The study of factors influencing the production of biomolecules is very
much essential in any bioprocess development. Generally a higher productivity has been
achieved by culture medium optimization. The classical practice of changing one variable at a
time while keeping others at a constant level was found inefficient. This single dimensional
task does not explain interaction effects among the variables and their effect on the
fermentation process. (Aravindan Rajendran,et al,2008).
Moreover it is a time consuming laborious practice because of the large
number of experiments. Conversely, rapid statistical approach enables us to obtain the
physicochemical parameters and factors influencing the fermentation process with limited
number of planned experiments. One such approach is Plackett-Burman design that allows
efficient screening of key variables for further optimization. For the given number of
observation the linear effect of all factors can be screened with maximum accuracy. This
design is practical when investigating large number of factors to produce optimal or near
optimal response.(Aravindan Rajendran,et al,2008).
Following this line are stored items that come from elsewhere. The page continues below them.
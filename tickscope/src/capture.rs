//! Capture backend contract and backend selection.
//!
//! A backend is the mechanism that actually walks thread stacks — either the
//! host runtime's built-in thread-dump facility (always available, modest
//! precision) or a native signal/instrumentation profiler (better precision,
//! not present on every platform). Both sit behind [`CaptureBackend`]; the
//! sampler core never knows which one it is driving.

use std::sync::Arc;

use log::warn;

use crate::domain::{CaptureError, StackFrame, StartError, ThreadInfo};
use crate::platform::HostPlatform;

/// One thread's captured stack, outermost frame first.
#[derive(Debug, Clone)]
pub struct ThreadDump {
    pub thread: ThreadInfo,
    pub frames: Vec<StackFrame>,
}

impl ThreadDump {
    pub fn new(thread: ThreadInfo, frames: Vec<StackFrame>) -> Self {
        Self { thread, frames }
    }
}

/// A source of raw thread stacks.
///
/// `dump` is best-effort: a thread that cannot be walked right now is
/// omitted from the result, not an error. `Ok(vec![])` means the capture
/// succeeded and matched nothing; `Err` means the backend itself faulted
/// this tick and the sampler should count it and retry next tick.
pub trait CaptureBackend: Send + Sync {
    /// Short stable name used in logs and diagnostics.
    fn name(&self) -> &'static str;

    /// Capture every live thread the backend can see.
    fn dump(&self) -> Result<Vec<ThreadDump>, CaptureError>;
}

/// Pick the backend a session will run with.
///
/// The native backend is preferred when the platform has one and the caller
/// did not force the fallback. A missing native backend is a warning, not an
/// error; a platform with no backend at all cannot sample.
pub fn select_backend(
    platform: &dyn HostPlatform,
    force_fallback: bool,
) -> Result<Arc<dyn CaptureBackend>, StartError> {
    if !force_fallback {
        if let Some(native) = platform.native_backend() {
            return Ok(native);
        }
        if platform.fallback_backend().is_some() {
            warn!("native capture backend unavailable on this platform, using fallback");
        }
    }
    platform
        .fallback_backend()
        .ok_or(StartError::UnsupportedPlatform)
}

#[cfg(test)]
mod tests {
    use super::*;
    use crate::domain::ThreadId;

    struct Fixed(&'static str);

    impl CaptureBackend for Fixed {
        fn name(&self) -> &'static str {
            self.0
        }

        fn dump(&self) -> Result<Vec<ThreadDump>, CaptureError> {
            Ok(vec![ThreadDump::new(
                ThreadInfo::new(ThreadId(1), "main"),
                vec![StackFrame::new("Server", "run", Some(10))],
            )])
        }
    }

    struct FakePlatform {
        native: Option<Arc<dyn CaptureBackend>>,
        fallback: Option<Arc<dyn CaptureBackend>>,
    }

    impl HostPlatform for FakePlatform {
        fn scheduler(&self) -> tokio::runtime::Handle {
            tokio::runtime::Handle::current()
        }

        fn native_backend(&self) -> Option<Arc<dyn CaptureBackend>> {
            self.native.clone()
        }

        fn fallback_backend(&self) -> Option<Arc<dyn CaptureBackend>> {
            self.fallback.clone()
        }
    }

    #[test]
    fn prefers_native_backend() {
        let platform = FakePlatform {
            native: Some(Arc::new(Fixed("native"))),
            fallback: Some(Arc::new(Fixed("fallback"))),
        };
        let backend = select_backend(&platform, false).unwrap();
        assert_eq!(backend.name(), "native");
    }

    #[test]
    fn force_fallback_skips_native() {
        let platform = FakePlatform {
            native: Some(Arc::new(Fixed("native"))),
            fallback: Some(Arc::new(Fixed("fallback"))),
        };
        let backend = select_backend(&platform, true).unwrap();
        assert_eq!(backend.name(), "fallback");
    }

    #[test]
    fn missing_native_falls_back() {
        let platform = FakePlatform {
            native: None,
            fallback: Some(Arc::new(Fixed("fallback"))),
        };
        let backend = select_backend(&platform, false).unwrap();
        assert_eq!(backend.name(), "fallback");
    }

    #[test]
    fn no_backend_at_all_is_unsupported() {
        let platform = FakePlatform {
            native: None,
            fallback: None,
        };
        assert!(matches!(
            select_backend(&platform, false),
            Err(StartError::UnsupportedPlatform)
        ));
    }
}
The cell growth and accumulation of metabolic products in bacteria
are strongly influenced by media composition such as carbon sources, nitrogen sources and
inorganic salts. Thus it is difficult to search for major factors and to optimize them for
biotechnological factors as several factors are involved. The classical method of optimization
involves changing one variable at a time by keeping other factors at fixed levels. Statistical
method for optimization of media effectively tackles the problem, which involves specific
design of experiments which minimizes the the error in determining the effect of variables.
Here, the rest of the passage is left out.